# Data records
==*==
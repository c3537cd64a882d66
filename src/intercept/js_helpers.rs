//! Proxy and Reflect wrappers used by the browser interceptor.
//!
//! Trap bodies are WASM closures wrapped in a `Proxy` around the original
//! accessor or method, so `toString()` and `length` still report the
//! original function.

use js_sys::{Array, Function, Object, Reflect};
use wasm_bindgen::prelude::*;
use wasm_bindgen::JsCast;

use crate::profile::SpoofValue;

pub type ApplyTrap = Closure<dyn FnMut(JsValue, JsValue, JsValue) -> Result<JsValue, JsValue>>;

/// Box a Rust closure as a Proxy `apply` trap.
pub fn apply_trap<F>(trap: F) -> ApplyTrap
where
    F: FnMut(JsValue, JsValue, JsValue) -> Result<JsValue, JsValue> + 'static,
{
    Closure::wrap(Box::new(trap) as Box<dyn FnMut(JsValue, JsValue, JsValue) -> Result<JsValue, JsValue>>)
}

/// Get a property from the global scope.
pub fn get_global(prop: &str) -> Result<JsValue, JsValue> {
    Reflect::get(&js_sys::global(), &JsValue::from_str(prop))
}

/// Get a global constructor's prototype, e.g. `HTMLCanvasElement.prototype`.
pub fn get_prototype(constructor_name: &str) -> Result<JsValue, JsValue> {
    let ctor = get_global(constructor_name)?;
    if ctor.is_undefined() || ctor.is_null() {
        return Ok(JsValue::UNDEFINED);
    }
    Reflect::get(&ctor, &JsValue::from_str("prototype"))
}

fn object_prototype() -> Result<JsValue, JsValue> {
    get_prototype("Object")
}

/// Find the own property descriptor for `member` on `obj` or its prototype
/// chain. Returns the descriptor and whether it is own to `obj`.
pub fn find_descriptor(obj: &JsValue, member: &str) -> Option<(Object, bool)> {
    let key = JsValue::from_str(member);
    let mut current = obj.clone();
    let mut own = true;
    while current.is_object() {
        let descriptor =
            Object::get_own_property_descriptor(current.unchecked_ref::<Object>(), &key);
        if !descriptor.is_undefined() {
            return Some((descriptor.unchecked_into(), own));
        }
        current = Object::get_prototype_of(&current).into();
        own = false;
    }
    None
}

/// Names enumerable with `for...in` whose values are not functions.
/// Accessors are classified from their descriptor, without invoking getters.
pub fn enumerable_properties(obj: &JsValue) -> Result<Vec<String>, JsValue> {
    let stop = object_prototype()?;
    let mut names: Vec<String> = Vec::new();
    let mut current = obj.clone();

    while current.is_object() && !Object::is(&current, &stop) {
        let current_obj: &Object = current.unchecked_ref();
        for key in Object::keys(current_obj).iter() {
            let Some(name) = key.as_string() else { continue };
            if names.contains(&name) {
                continue;
            }
            let descriptor = Object::get_own_property_descriptor(current_obj, &key);
            let value = Reflect::get(&descriptor, &JsValue::from_str("value"))?;
            if value.is_function() {
                continue;
            }
            names.push(name);
        }
        current = Object::get_prototype_of(&current).into();
    }
    Ok(names)
}

/// `Object.defineProperty(obj, prop, descriptor)`, with exceptions returned
/// as `Err` instead of trapping.
pub fn define_property(obj: &JsValue, prop: &str, descriptor: &Object) -> Result<(), JsValue> {
    let object_ctor = get_global("Object")?;
    let define: Function = Reflect::get(&object_ctor, &JsValue::from_str("defineProperty"))?
        .dyn_into()
        .map_err(|_| JsValue::from_str("Object.defineProperty not found"))?;
    let args = Array::of3(obj, &JsValue::from_str(prop), descriptor);
    Reflect::apply(&define, &JsValue::UNDEFINED, &args)?;
    Ok(())
}

/// Define a configurable accessor with the given getter and setter.
pub fn define_accessor(
    obj: &JsValue,
    prop: &str,
    getter: &JsValue,
    setter: &JsValue,
    enumerable: bool,
) -> Result<(), JsValue> {
    let descriptor = Object::new();
    Reflect::set(&descriptor, &JsValue::from_str("get"), getter)?;
    Reflect::set(&descriptor, &JsValue::from_str("set"), setter)?;
    Reflect::set(&descriptor, &JsValue::from_str("configurable"), &JsValue::TRUE)?;
    Reflect::set(
        &descriptor,
        &JsValue::from_str("enumerable"),
        &JsValue::from_bool(enumerable),
    )?;
    define_property(obj, prop, &descriptor)
}

/// Wrap `target` in a `Proxy` with an `apply` trap receiving
/// `(target, thisArg, argumentsList)`.
pub fn proxy_function_with_apply(target: &JsValue, apply_trap: ApplyTrap) -> Result<JsValue, JsValue> {
    let handler = Object::new();
    Reflect::set(&handler, &JsValue::from_str("apply"), apply_trap.as_ref())?;
    apply_trap.forget();

    let proxy_ctor: Function = get_global("Proxy")?
        .dyn_into()
        .map_err(|_| JsValue::from_str("Proxy not found"))?;
    let args = Array::of2(target, &handler);
    Reflect::construct(&proxy_ctor, &args)
}

/// A plain function returning `value`, used as the proxy target for data
/// properties that have no native getter.
pub fn constant_function(value: JsValue) -> JsValue {
    let getter = Closure::wrap(Box::new(move || -> JsValue { value.clone() }) as Box<dyn FnMut() -> JsValue>);
    let f: JsValue = getter.as_ref().clone();
    getter.forget();
    f
}

/// A function that ignores its arguments, used as a setter target for
/// read-only properties.
pub fn noop_function() -> JsValue {
    let noop = Closure::wrap(Box::new(|_value: JsValue| {}) as Box<dyn FnMut(JsValue)>);
    let f: JsValue = noop.as_ref().clone();
    noop.forget();
    f
}

/// Call a JS function with arguments via `Reflect.apply`.
pub fn call_function(func: &JsValue, this_arg: &JsValue, args: &JsValue) -> Result<JsValue, JsValue> {
    let func: &Function = func.unchecked_ref();
    Reflect::apply(func, this_arg, args.unchecked_ref())
}

/// Frozen JS array of strings.
pub fn frozen_string_array(items: &[String]) -> JsValue {
    let arr = Array::new();
    for item in items {
        arr.push(&JsValue::from_str(item));
    }
    Object::freeze(&arr).into()
}

/// JS value for a substitute, keeping the replaced attribute's type.
pub fn spoof_to_js(value: &SpoofValue) -> JsValue {
    match value {
        SpoofValue::Null => JsValue::NULL,
        SpoofValue::Bool(b) => JsValue::from_bool(*b),
        SpoofValue::Number(n) => JsValue::from_f64(*n),
        SpoofValue::Text(s) => JsValue::from_str(s),
        SpoofValue::List(items) => frozen_string_array(items),
    }
}

/// `Promise.resolve(value)`.
pub fn resolved(value: &JsValue) -> JsValue {
    js_sys::Promise::resolve(value).into()
}

/// Plain object from string/value pairs.
pub fn object_from(pairs: &[(&str, JsValue)]) -> Result<JsValue, JsValue> {
    let obj = Object::new();
    for (key, value) in pairs {
        Reflect::set(&obj, &JsValue::from_str(key), value)?;
    }
    Ok(obj.into())
}
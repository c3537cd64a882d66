//! In-memory host with the same trap contract as the browser.
//!
//! Page scripts are simulated with [`SandboxHost::read`], [`SandboxHost::call`]
//! and friends, after choosing the executing script with
//! [`SandboxHost::run_as`]. `None` stands for `undefined`.

use std::cell::RefCell;
use std::collections::{BTreeMap, HashMap};
use std::rc::Rc;

use super::{
    font_check_answer, webgl_parameter_attribute, AccessGate, Holder, Interceptor, Trap, TrapKind,
};
use crate::error::{GuardError, Result};
use crate::ledger::ScriptOrigin;
use crate::policy::Resolution;
use crate::profile::{attrs, SpoofValue};

/// A member of a simulated host object.
#[derive(Debug, Clone, PartialEq)]
pub enum HostMember {
    /// A readable and writable property.
    Data(SpoofValue),
    /// A getter-only accessor (`navigator.userAgent`); writes are ignored.
    Accessor(SpoofValue),
    /// A non-configurable constant (`WebGLRenderingContext.DEPTH_BUFFER_BIT`).
    Constant(SpoofValue),
    /// A method returning the given value.
    Method(SpoofValue),
    /// A method that is never monitored as a property (`navigator.javaEnabled`).
    Function,
}

struct InstalledTrap {
    kind: TrapKind,
    attribute: crate::attribute::AttributeId,
    gate: Rc<AccessGate>,
}

pub struct SandboxHost {
    page_url: String,
    objects: BTreeMap<String, BTreeMap<String, HostMember>>,
    parameters: HashMap<(String, u32), SpoofValue>,
    traps: HashMap<(String, String), InstalledTrap>,
    current_script: Option<String>,
    invocations: RefCell<HashMap<(String, String), u32>>,
    denied: RefCell<Vec<ScriptOrigin>>,
}

impl SandboxHost {
    pub fn new(page_url: impl Into<String>) -> Self {
        Self {
            page_url: page_url.into(),
            objects: BTreeMap::new(),
            parameters: HashMap::new(),
            traps: HashMap::new(),
            current_script: None,
            invocations: RefCell::new(HashMap::new()),
            denied: RefCell::new(Vec::new()),
        }
    }

    /// A host exposing a representative member for every surface group.
    pub fn browser_like(page_url: impl Into<String>) -> Self {
        use HostMember::{Accessor, Constant, Data, Function, Method};
        use SpoofValue::{List, Number, Text};

        let gl = "WebGLRenderingContext";
        Self::new(page_url)
            .with("navigator", "userAgent", Accessor(Text("RealAgent/1.0".into())))
            .with("navigator", "platform", Data(Text("Linux x86_64".into())))
            .with("navigator", "language", Data(Text("nl-NL".into())))
            .with("navigator", "languages", Data(List(vec!["nl-NL".into()])))
            .with("navigator", "hardwareConcurrency", Data(Number(16.0)))
            .with("navigator", "doNotTrack", Data(SpoofValue::Null))
            .with("navigator", "javaEnabled", Function)
            .with("screen", "width", Data(Number(2560.0)))
            .with("screen", "height", Data(Number(1440.0)))
            .with("screen", "colorDepth", Data(Number(30.0)))
            .with("HTMLCanvasElement", "toDataURL", Method(Text("data:image/png;base64,REAL".into())))
            .with(gl, "getParameter", Method(SpoofValue::Null))
            .with(gl, "drawingBufferWidth", Data(Number(300.0)))
            .with(gl, "drawingBufferColorSpace", Data(Text("srgb".into())))
            .with(gl, "DEPTH_BUFFER_BIT", Constant(Number(256.0)))
            .with_parameter(gl, 0x9246, Text("Real GPU Renderer".into()))
            .with_parameter(gl, 0x9245, Text("Real GPU Vendor".into()))
            .with_parameter(gl, 0x0B71, Number(1.0))
            .with("WebGLShaderPrecisionFormat", "precision", Data(Number(23.0)))
            .with("history", "length", Data(Number(12.0)))
            .with("HTMLElement", "offsetWidth", Data(Number(640.0)))
            .with("StorageManager", "estimate", Method(Number(2.0e11)))
            .with("Permissions", "query", Method(Text("granted".into())))
            .with("FontFaceSet", "check", Method(SpoofValue::Bool(true)))
            .with("BaseAudioContext", "sampleRate", Data(Number(96_000.0)))
            .with("AudioContext", "baseLatency", Data(Number(0.0029)))
    }

    pub fn with(mut self, object: &str, member: &str, value: HostMember) -> Self {
        self.objects
            .entry(object.to_string())
            .or_default()
            .insert(member.to_string(), value);
        self
    }

    pub fn with_parameter(mut self, object: &str, pname: u32, value: SpoofValue) -> Self {
        self.parameters.insert((object.to_string(), pname), value);
        self
    }

    /// Make `script_src` the executing script; `None` for inline code.
    pub fn run_as(&mut self, script_src: Option<&str>) {
        self.current_script = script_src.map(str::to_string);
    }

    pub fn is_trapped(&self, object: &str, member: &str) -> bool {
        self.traps
            .contains_key(&(object.to_string(), member.to_string()))
    }

    /// Times the original method actually ran.
    pub fn invocations(&self, object: &str, member: &str) -> u32 {
        self.invocations
            .borrow()
            .get(&(object.to_string(), member.to_string()))
            .copied()
            .unwrap_or(0)
    }

    /// Origins that received an absent result, in order.
    pub fn denied_origins(&self) -> Vec<ScriptOrigin> {
        self.denied.borrow().clone()
    }

    fn real(&self, object: &str, member: &str) -> Option<&HostMember> {
        self.objects.get(object).and_then(|o| o.get(member))
    }

    fn trap(&self, object: &str, member: &str) -> Option<&InstalledTrap> {
        self.traps.get(&(object.to_string(), member.to_string()))
    }

    fn deny(&self, origin: ScriptOrigin) {
        self.denied.borrow_mut().push(origin);
    }

    /// Property read by the current script.
    pub fn read(&self, object: &str, member: &str) -> Option<SpoofValue> {
        let real = match self.real(object, member)? {
            HostMember::Data(value) | HostMember::Accessor(value) | HostMember::Constant(value) => {
                value.clone()
            }
            HostMember::Method(_) | HostMember::Function => return None,
        };
        let Some(trap) = self.trap(object, member).filter(|t| t.kind == TrapKind::Property) else {
            return Some(real);
        };
        let origin = self.attribute();
        match trap.gate.read(&trap.attribute, &origin) {
            Resolution::Real => Some(real),
            Resolution::Absent => {
                self.deny(origin);
                None
            }
            Resolution::Substitute(value) => Some(value),
        }
    }

    /// Property write by the current script. Returns whether it took effect.
    pub fn write(&mut self, object: &str, member: &str, value: SpoofValue) -> bool {
        if let Some(trap) = self.trap(object, member) {
            let origin = self.attribute();
            if !trap.gate.write(&trap.attribute, &origin) {
                self.deny(origin);
                return false;
            }
        }
        match self.objects.get_mut(object).and_then(|o| o.get_mut(member)) {
            Some(HostMember::Data(slot)) => {
                *slot = value;
                true
            }
            _ => false,
        }
    }

    /// Method call by the current script with one string argument.
    pub fn call(&self, object: &str, member: &str, argument: &str) -> Option<SpoofValue> {
        let real = match self.real(object, member)? {
            HostMember::Method(value) => value.clone(),
            _ => return None,
        };
        let Some(trap) = self.trap(object, member) else {
            return Some(self.invoke(object, member, real));
        };
        let origin = self.attribute();
        match trap.gate.call(&trap.attribute, &origin) {
            Resolution::Real => Some(self.invoke(object, member, real)),
            Resolution::Absent => {
                self.deny(origin);
                None
            }
            Resolution::Substitute(value) => Some(match trap.attribute.as_str() {
                attrs::FONTS_CHECK => {
                    SpoofValue::Bool(font_check_answer(value.as_list().unwrap_or(&[]), argument))
                }
                _ => value,
            }),
        }
    }

    /// `getParameter(pname)` on a WebGL context prototype.
    pub fn get_parameter(&self, object: &str, pname: u32) -> Option<SpoofValue> {
        let real = self.parameters.get(&(object.to_string(), pname)).cloned();
        let trapped = self
            .trap(object, "getParameter")
            .filter(|t| t.kind == TrapKind::Parameter);
        let (Some(trap), Some(attribute)) = (trapped, webgl_parameter_attribute(object, pname))
        else {
            return real.map(|v| self.invoke(object, "getParameter", v));
        };
        let origin = self.attribute();
        match trap.gate.call(&attribute, &origin) {
            Resolution::Real => real.map(|v| self.invoke(object, "getParameter", v)),
            Resolution::Absent => {
                self.deny(origin);
                None
            }
            Resolution::Substitute(value) => Some(value),
        }
    }

    fn invoke(&self, object: &str, member: &str, result: SpoofValue) -> SpoofValue {
        *self
            .invocations
            .borrow_mut()
            .entry((object.to_string(), member.to_string()))
            .or_insert(0) += 1;
        result
    }
}

impl Interceptor for SandboxHost {
    fn list_properties(&self, holder: &Holder) -> Result<Vec<String>> {
        let object = self
            .objects
            .get(holder.name())
            .ok_or_else(|| GuardError::SurfaceUnavailable(holder.name().to_string()))?;
        Ok(object
            .iter()
            .filter(|(_, m)| {
                matches!(
                    m,
                    HostMember::Data(_) | HostMember::Accessor(_) | HostMember::Constant(_)
                )
            })
            .map(|(name, _)| name.clone())
            .collect())
    }

    fn install(&mut self, trap: &Trap, gate: Rc<AccessGate>) -> Result<()> {
        let object = trap.holder.name();
        let member = self
            .real(object, &trap.member)
            .ok_or_else(|| GuardError::SurfaceUnavailable(trap.attribute.to_string()))?;
        if matches!(member, HostMember::Constant(_)) {
            return Err(GuardError::TrapInstallFailed {
                attribute: trap.attribute.to_string(),
                reason: "not configurable".into(),
            });
        }
        let shape_matches = match trap.kind {
            TrapKind::Property => matches!(member, HostMember::Data(_) | HostMember::Accessor(_)),
            TrapKind::Method | TrapKind::AsyncMethod | TrapKind::Parameter => {
                matches!(member, HostMember::Method(_))
            }
        };
        if !shape_matches {
            return Err(GuardError::TrapInstallFailed {
                attribute: trap.attribute.to_string(),
                reason: format!("not a {:?}", trap.kind),
            });
        }
        self.traps.insert(
            (object.to_string(), trap.member.clone()),
            InstalledTrap {
                kind: trap.kind,
                attribute: trap.attribute.clone(),
                gate,
            },
        );
        Ok(())
    }

    fn attribute(&self) -> ScriptOrigin {
        ScriptOrigin::resolve(self.current_script.as_deref(), &self.page_url)
    }

    fn restore(&mut self) -> usize {
        let removed = self.traps.len();
        self.traps.clear();
        removed
    }
}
==*==
# What the task requires
Go through the entries and copy every line that has "getParameter".

# Task response
            .with(gl, "getParameter", Method(SpoofValue::Null))
    /// `getParameter(pname)` on a WebGL context prototype.
            .trap(object, "getParameter")
            return real.map(|v| self.invoke(object, "getParameter", v));
            Resolution::Real => real.map(|v| self.invoke(object, "getParameter", v)),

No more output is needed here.